The financial services customer was facing persistent disruptions to critical client-facing IT services, hindering the development of new business. Their existing complex architecture and infrastructure posed significant challenges in troubleshooting, exacerbated by the sheer volume of data sources. A lack of data consolidation resulted in multiple teams being unnecessarily engaged in investigations and handovers which was impacting efficiency, and the absence of consolidated business views was affecting end-to-end visibility of overall health summaries of critical services and their dependencies.

The Process:

AC3 initially focused on observability for one specific business portal service to ensure a robust foundation that conformed to best practices, and adopted reusable components and repeatable processes. Leveraging Splunk Core, IT Service Intelligence (ITSI), and Splunk Observability Cloud (O11y), the team incorporated the unique strengths of each offering to form a holistic and proactive solution. Splunk Core has the capability to develop tailored and highly customisable dashboards from business-wide data sources, including O11y, as well as advanced log analysis. ITSI facilitates conceptual entity visualisations and business-oriented impact analysis with high-level health summaries for both technical and non-technical audiences, while Splunk O11y enables powerful real-time monitoring of IT infrastructure and applications, accelerated root cause analysis, and highly effective alerting.

"Partnering with AC3 has been transformative for our IT services. They tackled our challenges head-on, developing a proactive and efficient solution while prioritising our organisational objectives."

Key Challenges:
  • The Customer was already ingesting significant volumes of metric data for Infrastructure and Application Performance Monitoring, but lacked consolidation of trace data and standardised instrumentation processes.
  • The customer had commenced implementing RUM and Synthetic Monitoring tests, however, they required significant refinement and standardisation.
  • Formal implementation of Alert Management in O11y was crucial to reduce alert fatigue and move toward a more proactive troubleshooting model.
The Solution:

AC3 implemented a comprehensive solution using Splunk Core, ITSI, and Splunk O11y. For end-to-end monitoring, a dashboard in Splunk Core consolidated the Customer’s operational workflow and addressed instrumentation gaps. we also delivered an ITSI service model that visualised the conceptual components and dependencies of the Customer’s portal service, incorporating KPIs from synthetic monitoring, error rates, and logged errors. This service model was designed to be consistent with other portals in the same technology stack, to significantly reduce future effort and implementation time. Utilising Splunk O11y, the team was able to work with the customer to consolidate trace data across their entire technology stack and standardise the instrumentation process to scale data collection. Alert management was implemented, establishing a formal framework, and intelligent alert logic capabilities, such as anomaly detection and adaptive thresholding, were leveraged where applicable. The consequent solution adhered to best practices, promoting standardised and reusable templates for future implementations.

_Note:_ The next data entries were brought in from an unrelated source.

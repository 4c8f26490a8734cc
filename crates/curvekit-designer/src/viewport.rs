//! Viewport and coordinate transformation for the editing canvas.
//!
//! Converts between device coordinates (pointer pixels) and world coordinates
//! (path space). Manages cursor-anchored zoom and drag panning.

use std::fmt;

use curvekit_core::constants::{MAX_ZOOM, MIN_ZOOM, ZOOM_STEP};
use curvekit_core::Point;
use curvekit_settings::EditorSettings;

/// Represents the viewport transformation state (zoom and pan).
///
/// ```text
/// device = world * zoom + pan
/// ```
#[derive(Debug, Clone, PartialEq)]
pub struct Viewport {
    zoom: f64,
    pan: Point,
    min_zoom: f64,
    max_zoom: f64,
    zoom_step: f64,
}

impl Viewport {
    /// Creates a viewport at 1:1 zoom with no pan.
    pub fn new() -> Self {
        Self {
            zoom: 1.0,
            pan: Point::ZERO,
            min_zoom: MIN_ZOOM,
            max_zoom: MAX_ZOOM,
            zoom_step: ZOOM_STEP,
        }
    }

    /// Creates a viewport using the zoom limits from settings.
    pub fn with_settings(settings: &EditorSettings) -> Self {
        Self {
            min_zoom: settings.min_zoom,
            max_zoom: settings.max_zoom,
            zoom_step: settings.zoom_step,
            ..Self::new()
        }
    }

    /// Gets the current zoom level (1.0 = 100%).
    pub fn zoom(&self) -> f64 {
        self.zoom
    }

    /// Gets the pan offset in device pixels.
    pub fn pan(&self) -> Point {
        self.pan
    }

    /// Sets the zoom level, clamped to the configured range.
    pub fn set_zoom(&mut self, zoom: f64) {
        self.zoom = zoom.clamp(self.min_zoom, self.max_zoom);
    }

    pub fn set_pan(&mut self, pan: Point) {
        self.pan = pan;
    }

    /// Pans by a device-space delta.
    pub fn pan_by(&mut self, delta: Point) {
        self.pan += delta;
    }

    /// Converts device coordinates to world coordinates.
    pub fn device_to_world(&self, device: Point) -> Point {
        (device - self.pan) / self.zoom
    }

    /// Converts world coordinates to device coordinates.
    pub fn world_to_device(&self, world: Point) -> Point {
        world * self.zoom + self.pan
    }

    /// Converts a device-space length (hit radius, drag threshold) into world units.
    pub fn device_length_to_world(&self, length: f64) -> f64 {
        length / self.zoom
    }

    /// Zooms by `factor`, keeping the world point under `device` fixed on screen.
    ///
    /// The new zoom is clamped; the pan is derived from the clamped value so the
    /// anchor point stays put even at the limits.
    pub fn zoom_at(&mut self, device: Point, factor: f64) {
        let old_zoom = self.zoom;
        let new_zoom = (old_zoom * factor).clamp(self.min_zoom, self.max_zoom);
        if new_zoom == old_zoom {
            return;
        }
        self.pan = device - (device - self.pan) * (new_zoom / old_zoom);
        self.zoom = new_zoom;
    }

    /// Applies one wheel gesture at `device`. Negative `delta_y` (scrolling
    /// up) zooms in by one step, positive zooms out, zero does nothing.
    pub fn wheel(&mut self, device: Point, delta_y: f64) {
        if delta_y < 0.0 {
            self.zoom_at(device, self.zoom_step);
        } else if delta_y > 0.0 {
            self.zoom_at(device, 1.0 / self.zoom_step);
        }
    }

    /// Resets viewport to the default state (1:1 zoom, no pan).
    pub fn reset(&mut self) {
        self.zoom = 1.0;
        self.pan = Point::ZERO;
    }
}

/// Rounds each coordinate to the nearest multiple of `grid_size`.
pub fn snap_to_grid(p: Point, grid_size: f64) -> Point {
    if !(grid_size > 0.0) {
        return p;
    }
    Point::new(
        (p.x / grid_size).round() * grid_size,
        (p.y / grid_size).round() * grid_size,
    )
}

impl fmt::Display for Viewport {
    fn fmt(&self, f: &mut fmt::Formatter<'_>) -> fmt::Result {
        write!(
            f,
            "Zoom: {:.2}x | Pan: ({:.1}, {:.1})",
            self.zoom, self.pan.x, self.pan.y
        )
    }
}

impl Default for Viewport {
    fn default() -> Self {
        Self::new()
    }
}
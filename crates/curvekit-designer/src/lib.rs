//! # CurveKit Designer
//!
//! The interactive path-editing engine: a single cubic-Bézier path built and
//! reshaped on a pannable, zoomable canvas, with linear undo/redo and a
//! reflect-and-merge symmetry operation.
//!
//! ## Core Components
//!
//! - **Geometry**: cubic evaluation, sampled nearest point, subdivision,
//!   line reflection and collinearity tests
//! - **Model**: nodes, the open/closed path and its structural edits
//! - **Viewport**: device ↔ world transform, cursor-anchored zoom, grid snap
//! - **Interaction**: pointer state, modifiers and hit-testing
//! - **History**: bounded linear undo/redo of path snapshots
//! - **Editor**: the facade that turns input events into committed edits
//! - **SVG Export**: path data and standalone documents
//!
//! ## Architecture
//!
//! ```text
//! EditorEvent (device coordinates)
//!   └── Viewport (device → world)
//!         └── Interaction (hit-test against the Path)
//!               └── Path edit ──► History commit
//! ```
//!
//! ## Usage
//!
//! ```rust
//! use curvekit_designer::{Editor, EditorCommand, EditorEvent, Modifiers};
//!
//! let mut editor = Editor::new();
//! for (x, y) in [(0.0, 0.0), (100.0, 0.0), (100.0, 100.0)] {
//!     editor.handle_event(EditorEvent::PointerDown { x, y, modifiers: Modifiers::NONE });
//!     editor.handle_event(EditorEvent::PointerUp { x, y });
//! }
//! editor.execute(EditorCommand::ToggleClosePath);
//! assert!(editor.path().is_closed());
//! assert!(editor.path_description().ends_with('Z'));
//! ```

pub mod editor;
pub mod geometry;
pub mod history;
pub mod interaction;
pub mod model;
pub mod svg_export;
pub mod viewport;

pub use editor::{Editor, EditorCommand, EditorEvent, EditorOutcome, Language};
pub use geometry::{
    evaluate_cubic, is_collinear, nearest_point_on_cubic, reflect_across_line, subdivide_cubic,
    Cubic, NearestPoint, Subdivision,
};
pub use history::{HistoryEntry, HistoryManager};
pub use interaction::{
    HitTarget, HitTester, InteractionState, Key, Modifiers, PendingClick, Selection,
};
pub use model::{Node, NodeKind, Path, PointRole, SegmentHit};
pub use svg_export::{export_document, path_description};
pub use viewport::{snap_to_grid, Viewport};

pub use curvekit_core::{PathError, Point};
use axum::{
    http::StatusCode,
    response::{IntoResponse, Response},
    Json,
};
use serde::Serialize;
use thiserror::Error;

#[derive(Error, Debug)]
pub enum AppError {
    /// An upstream rejected our credential. Never echoed to clients.
    #[error("Authentication failed: {0}")]
    Authentication(String),

    #[error("Rate limit exceeded: {0}")]
    RateLimit(String),

    #[error("Upstream API error: {message}")]
    UpstreamApi {
        message: String,
        status_code: Option<u16>,
    },

    #[error("LLM API error: {message}")]
    LlmApi {
        message: String,
        status_code: Option<u16>,
    },

    #[error("Validation error: {0}")]
    Validation(String),

    #[error("Internal error: {0}")]
    Internal(String),
}

impl AppError {
    pub fn upstream(message: impl Into<String>, status_code: Option<u16>) -> Self {
        AppError::UpstreamApi {
            message: message.into(),
            status_code,
        }
    }

    pub fn llm(message: impl Into<String>, status_code: Option<u16>) -> Self {
        AppError::LlmApi {
            message: message.into(),
            status_code,
        }
    }

    /// Status reported by the upstream service, when the error came from one.
    pub fn upstream_status(&self) -> Option<u16> {
        match self {
            AppError::UpstreamApi { status_code, .. } | AppError::LlmApi { status_code, .. } => {
                *status_code
            }
            _ => None,
        }
    }
}

#[derive(Debug, Serialize)]
pub struct ErrorResponse {
    pub error: String,
    #[serde(skip_serializing_if = "Option::is_none")]
    pub detail: Option<String>,
    pub status_code: u16,
}

impl ErrorResponse {
    pub fn new(status: StatusCode, error: &str, detail: Option<String>) -> Self {
        Self {
            error: error.to_string(),
            detail,
            status_code: status.as_u16(),
        }
    }

    pub fn internal() -> Self {
        Self::new(
            StatusCode::INTERNAL_SERVER_ERROR,
            "Internal server error",
            None,
        )
    }
}

impl IntoResponse for AppError {
    fn into_response(self) -> Response {
        let (status, body) = match &self {
            AppError::RateLimit(msg) => {
                tracing::error!("Rate limit error: {}", msg);
                (
                    StatusCode::TOO_MANY_REQUESTS,
                    ErrorResponse::new(
                        StatusCode::TOO_MANY_REQUESTS,
                        "Rate limit exceeded",
                        Some(msg.clone()),
                    ),
                )
            }
            AppError::Authentication(msg) => {
                tracing::error!("Authentication error: {}", msg);
                (
                    StatusCode::INTERNAL_SERVER_ERROR,
                    ErrorResponse::new(
                        StatusCode::INTERNAL_SERVER_ERROR,
                        "Service configuration error",
                        None,
                    ),
                )
            }
            AppError::UpstreamApi { message, status_code }
            | AppError::LlmApi { message, status_code } => {
                tracing::error!("{} (upstream status: {:?})", self, status_code);
                (
                    StatusCode::INTERNAL_SERVER_ERROR,
                    ErrorResponse::new(
                        StatusCode::INTERNAL_SERVER_ERROR,
                        "External API error",
                        Some(format!("External API error: {}", message)),
                    ),
                )
            }
            AppError::Validation(msg) => (
                StatusCode::UNPROCESSABLE_ENTITY,
                ErrorResponse::new(
                    StatusCode::UNPROCESSABLE_ENTITY,
                    "Validation error",
                    Some(msg.clone()),
                ),
            ),
            AppError::Internal(msg) => {
                tracing::error!("Unexpected error: {}", msg);
                (StatusCode::INTERNAL_SERVER_ERROR, ErrorResponse::internal())
            }
        };

        (status, Json(body)).into_response()
    }
}

pub type AppResult<T> = Result<T, AppError>;

#[cfg(test)]
mod tests {
    use super::*;
    use serde_json::Value;

    async fn render(error: AppError) -> (StatusCode, Value) {
        let response = error.into_response();
        let status = response.status();
        let bytes = axum::body::to_bytes(response.into_body(), usize::MAX)
            .await
            .unwrap();
        (status, serde_json::from_slice(&bytes).unwrap())
    }

    #[tokio::test]
    async fn test_rate_limit_maps_to_429() {
        let (status, body) = render(AppError::RateLimit("slow down".into())).await;
        assert_eq!(status, StatusCode::TOO_MANY_REQUESTS);
        assert_eq!(body["status_code"], 429);
        assert_eq!(body["detail"], "slow down");
    }

    #[tokio::test]
    async fn test_authentication_hides_cause() {
        let (status, body) =
            render(AppError::Authentication("Invalid Groq API key sk-123".into())).await;
        assert_eq!(status, StatusCode::INTERNAL_SERVER_ERROR);
        assert_eq!(body["error"], "Service configuration error");
        assert!(body.get("detail").is_none());
        assert!(!body.to_string().contains("sk-123"));
    }

    #[tokio::test]
    async fn test_upstream_error_is_descriptive() {
        let (status, body) = render(AppError::upstream(
            "Google Places API error: quota project missing",
            Some(400),
        ))
        .await;
        assert_eq!(status, StatusCode::INTERNAL_SERVER_ERROR);
        assert_eq!(body["error"], "External API error");
        assert!(body["detail"]
            .as_str()
            .unwrap()
            .contains("quota project missing"));
    }

    #[tokio::test]
    async fn test_internal_error_is_generic() {
        let (status, body) = render(AppError::Internal("null pointer in handler".into())).await;
        assert_eq!(status, StatusCode::INTERNAL_SERVER_ERROR);
        assert_eq!(body["error"], "Internal server error");
        assert!(body.get("detail").is_none());
    }

    #[tokio::test]
    async fn test_validation_maps_to_422() {
        let (status, body) = render(AppError::Validation("what: too short".into())).await;
        assert_eq!(status, StatusCode::UNPROCESSABLE_ENTITY);
        assert_eq!(body["status_code"], 422);
    }

    #[test]
    fn test_upstream_status_only_for_upstream_variants() {
        assert_eq!(AppError::llm("boom", Some(503)).upstream_status(), Some(503));
        assert_eq!(AppError::upstream("timeout", None).upstream_status(), None);
        assert_eq!(AppError::RateLimit("x".into()).upstream_status(), None);
    }
}
use axum::{
    extract::State,
    routing::{get, post},
    Json, Router,
};
use serde_json::{json, Value};
use tracing::info;

use crate::app::AppState;
use crate::error::AppResult;
use crate::extractors::ValidatedJson;
use crate::inspiration::{build_search_request, suggest_where, suggest_wishlist};
use crate::models::{
    WhereInspirationRequest, WhereInspirationResponse, WishlistRequest, WishlistResponse,
};

pub fn router() -> Router<AppState> {
    Router::new()
        .route("/inspiration/where", post(suggest_where_handler))
        .route("/inspiration/wishlist", post(suggest_wishlist_handler))
        .route("/inspiration/health", get(health_check))
}

async fn suggest_where_handler(
    State(state): State<AppState>,
    ValidatedJson(request): ValidatedJson<WhereInspirationRequest>,
) -> AppResult<Json<WhereInspirationResponse>> {
    info!("Received where inspiration request: {}", request.what);

    let search = build_search_request(&request);
    let suggestions = suggest_where(state.places.as_ref(), &search).await?;

    Ok(Json(WhereInspirationResponse {
        total_count: suggestions.len(),
        suggestions,
        query: search.text_query,
    }))
}

async fn suggest_wishlist_handler(
    State(state): State<AppState>,
    ValidatedJson(request): ValidatedJson<WishlistRequest>,
) -> AppResult<Json<WishlistResponse>> {
    info!("Received wishlist request: {}", request.event_name);

    let suggestion = suggest_wishlist(
        state.wishlist.as_ref(),
        &request.event_name,
        request.max_items,
    )
    .await?;

    Ok(Json(suggestion.into()))
}

async fn health_check() -> Json<Value> {
    Json(json!({ "status": "healthy", "service": "inspiration" }))
}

"The innovative approach in integrating Splunk solutions not only resolved our immediate challenges, but it has laid the groundwork for a scalable observability framework. The seamless implementation of the tailored solution has significantly improved our troubleshooting processes and provided a solid foundation for future operational growth."

The Outcome:

AC3 delivered a tailored and efficient solution that resulted in improved observability and troubleshooting efficiency. The Customer experienced enhanced visibility into critical IT services, with optimised alert management and reduced Mean Time to Resolution (MTTR). The integrated solution of Splunk Core, ITSI, and Splunk O11y not only addressed the Customer’s immediate concerns, but also laid a solid foundation for future scalability and standardisation across diverse portal services. The Customer is now exploring the more advanced log analysis capabilities of Splunk Core to further accelerate operational efficiencies and excellence.